* Work required:
A single total is needed, the number of lines of this listing that contain the string "VirtualBinder".

* Given data:

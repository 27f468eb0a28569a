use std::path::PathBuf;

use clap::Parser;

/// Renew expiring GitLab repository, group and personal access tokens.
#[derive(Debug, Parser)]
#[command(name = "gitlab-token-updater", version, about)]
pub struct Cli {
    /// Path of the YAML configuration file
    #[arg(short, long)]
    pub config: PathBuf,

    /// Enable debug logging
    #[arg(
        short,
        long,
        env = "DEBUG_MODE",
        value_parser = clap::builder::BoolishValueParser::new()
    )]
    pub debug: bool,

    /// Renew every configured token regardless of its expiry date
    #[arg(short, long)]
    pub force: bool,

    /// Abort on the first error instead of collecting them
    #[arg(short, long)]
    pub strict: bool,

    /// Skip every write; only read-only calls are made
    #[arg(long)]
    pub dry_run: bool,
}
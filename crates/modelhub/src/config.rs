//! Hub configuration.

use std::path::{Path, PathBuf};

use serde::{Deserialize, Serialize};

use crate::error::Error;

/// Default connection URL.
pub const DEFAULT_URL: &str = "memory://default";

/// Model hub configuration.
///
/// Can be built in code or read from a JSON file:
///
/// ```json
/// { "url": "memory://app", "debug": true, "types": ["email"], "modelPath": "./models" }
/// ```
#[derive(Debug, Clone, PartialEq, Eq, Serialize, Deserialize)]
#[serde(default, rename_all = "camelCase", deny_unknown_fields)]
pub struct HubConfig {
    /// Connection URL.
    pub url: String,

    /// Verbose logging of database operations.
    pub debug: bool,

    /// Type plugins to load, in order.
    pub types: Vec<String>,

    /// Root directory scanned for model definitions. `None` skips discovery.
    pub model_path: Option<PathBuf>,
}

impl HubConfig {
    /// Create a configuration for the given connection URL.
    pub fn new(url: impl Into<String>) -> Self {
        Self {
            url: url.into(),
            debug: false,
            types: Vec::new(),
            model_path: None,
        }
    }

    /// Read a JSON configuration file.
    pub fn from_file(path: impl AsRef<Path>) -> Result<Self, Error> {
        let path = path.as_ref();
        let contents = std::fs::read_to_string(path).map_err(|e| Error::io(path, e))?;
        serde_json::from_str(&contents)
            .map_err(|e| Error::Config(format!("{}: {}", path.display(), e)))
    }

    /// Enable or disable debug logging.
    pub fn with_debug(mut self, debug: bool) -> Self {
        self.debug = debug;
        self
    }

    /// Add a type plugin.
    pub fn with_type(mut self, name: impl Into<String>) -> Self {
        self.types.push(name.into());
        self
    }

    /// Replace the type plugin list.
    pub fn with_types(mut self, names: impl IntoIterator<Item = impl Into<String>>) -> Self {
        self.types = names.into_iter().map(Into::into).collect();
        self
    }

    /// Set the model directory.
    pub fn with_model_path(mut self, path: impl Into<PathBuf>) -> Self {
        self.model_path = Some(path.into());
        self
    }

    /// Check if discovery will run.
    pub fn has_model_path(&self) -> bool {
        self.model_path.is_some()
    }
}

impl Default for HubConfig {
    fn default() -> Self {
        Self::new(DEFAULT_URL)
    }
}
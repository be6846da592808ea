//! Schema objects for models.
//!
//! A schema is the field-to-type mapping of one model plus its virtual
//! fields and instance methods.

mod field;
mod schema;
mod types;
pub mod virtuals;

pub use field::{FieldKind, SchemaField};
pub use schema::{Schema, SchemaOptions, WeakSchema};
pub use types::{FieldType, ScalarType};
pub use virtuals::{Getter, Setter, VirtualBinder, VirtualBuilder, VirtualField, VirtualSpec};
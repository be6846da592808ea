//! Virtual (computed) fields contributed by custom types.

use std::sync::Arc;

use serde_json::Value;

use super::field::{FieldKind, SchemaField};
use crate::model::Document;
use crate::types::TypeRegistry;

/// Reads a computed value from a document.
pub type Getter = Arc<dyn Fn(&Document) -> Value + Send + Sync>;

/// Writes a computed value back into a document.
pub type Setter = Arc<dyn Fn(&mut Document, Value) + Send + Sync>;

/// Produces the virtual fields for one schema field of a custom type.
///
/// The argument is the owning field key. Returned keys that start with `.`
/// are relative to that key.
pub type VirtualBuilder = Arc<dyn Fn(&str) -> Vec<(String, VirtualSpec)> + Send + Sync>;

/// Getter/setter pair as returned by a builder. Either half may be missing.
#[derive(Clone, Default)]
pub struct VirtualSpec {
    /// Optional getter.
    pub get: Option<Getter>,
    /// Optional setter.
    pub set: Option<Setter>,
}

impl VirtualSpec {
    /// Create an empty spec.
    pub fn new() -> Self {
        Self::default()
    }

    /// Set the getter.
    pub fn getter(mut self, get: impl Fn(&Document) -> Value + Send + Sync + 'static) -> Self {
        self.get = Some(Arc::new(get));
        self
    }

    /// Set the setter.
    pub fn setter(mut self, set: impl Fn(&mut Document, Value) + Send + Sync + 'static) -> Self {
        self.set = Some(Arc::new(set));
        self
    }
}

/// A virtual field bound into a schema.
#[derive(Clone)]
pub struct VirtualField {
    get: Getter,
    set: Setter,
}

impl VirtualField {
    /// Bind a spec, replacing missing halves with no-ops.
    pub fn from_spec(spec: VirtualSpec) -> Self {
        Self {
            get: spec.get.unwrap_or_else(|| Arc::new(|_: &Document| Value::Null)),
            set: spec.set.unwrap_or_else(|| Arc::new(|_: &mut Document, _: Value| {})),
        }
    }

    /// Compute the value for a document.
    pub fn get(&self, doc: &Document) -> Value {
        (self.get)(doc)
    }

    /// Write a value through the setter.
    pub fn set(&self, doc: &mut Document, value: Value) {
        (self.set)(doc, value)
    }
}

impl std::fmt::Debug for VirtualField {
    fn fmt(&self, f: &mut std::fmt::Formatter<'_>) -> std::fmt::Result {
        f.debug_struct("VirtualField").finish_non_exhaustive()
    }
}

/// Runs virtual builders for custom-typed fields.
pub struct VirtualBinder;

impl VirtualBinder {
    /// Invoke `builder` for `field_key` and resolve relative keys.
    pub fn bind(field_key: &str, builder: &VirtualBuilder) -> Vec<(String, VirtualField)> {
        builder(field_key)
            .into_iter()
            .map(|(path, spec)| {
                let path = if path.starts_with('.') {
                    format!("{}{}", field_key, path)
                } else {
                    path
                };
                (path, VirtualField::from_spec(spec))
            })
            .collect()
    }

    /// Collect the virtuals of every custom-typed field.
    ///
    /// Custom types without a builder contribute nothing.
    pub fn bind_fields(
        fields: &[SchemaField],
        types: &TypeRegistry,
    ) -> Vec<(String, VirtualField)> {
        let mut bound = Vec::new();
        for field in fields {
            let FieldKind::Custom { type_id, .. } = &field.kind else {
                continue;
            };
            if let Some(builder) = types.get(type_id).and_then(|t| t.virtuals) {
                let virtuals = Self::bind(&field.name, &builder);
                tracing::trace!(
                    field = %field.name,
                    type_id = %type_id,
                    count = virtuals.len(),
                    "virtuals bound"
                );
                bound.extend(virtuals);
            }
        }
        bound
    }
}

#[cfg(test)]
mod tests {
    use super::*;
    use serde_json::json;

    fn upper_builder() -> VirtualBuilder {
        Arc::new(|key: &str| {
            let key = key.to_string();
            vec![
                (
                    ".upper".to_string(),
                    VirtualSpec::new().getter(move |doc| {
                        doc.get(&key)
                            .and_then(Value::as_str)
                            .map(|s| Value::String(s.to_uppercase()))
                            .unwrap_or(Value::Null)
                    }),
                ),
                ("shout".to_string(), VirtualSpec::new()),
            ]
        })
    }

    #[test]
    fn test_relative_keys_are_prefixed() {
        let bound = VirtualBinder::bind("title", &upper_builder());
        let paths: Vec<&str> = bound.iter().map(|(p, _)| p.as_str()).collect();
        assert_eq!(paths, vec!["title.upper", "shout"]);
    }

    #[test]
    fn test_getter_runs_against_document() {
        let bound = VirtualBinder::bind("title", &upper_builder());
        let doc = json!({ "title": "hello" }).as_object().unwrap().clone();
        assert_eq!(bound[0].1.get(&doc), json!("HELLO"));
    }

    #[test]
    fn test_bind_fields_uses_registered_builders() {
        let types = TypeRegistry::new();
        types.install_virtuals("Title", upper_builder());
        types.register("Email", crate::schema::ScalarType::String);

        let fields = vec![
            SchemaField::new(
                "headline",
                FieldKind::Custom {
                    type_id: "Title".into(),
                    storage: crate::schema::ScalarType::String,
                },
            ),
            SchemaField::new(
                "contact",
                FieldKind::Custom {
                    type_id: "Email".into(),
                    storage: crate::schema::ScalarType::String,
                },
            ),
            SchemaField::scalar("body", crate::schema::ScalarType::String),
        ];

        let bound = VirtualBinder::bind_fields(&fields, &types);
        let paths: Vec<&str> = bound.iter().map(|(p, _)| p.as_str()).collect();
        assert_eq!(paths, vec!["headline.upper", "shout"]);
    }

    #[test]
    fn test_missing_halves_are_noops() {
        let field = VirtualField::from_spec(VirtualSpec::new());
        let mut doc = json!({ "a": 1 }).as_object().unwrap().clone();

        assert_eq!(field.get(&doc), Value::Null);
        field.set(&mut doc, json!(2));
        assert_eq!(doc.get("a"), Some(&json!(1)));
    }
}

* Answer space:
6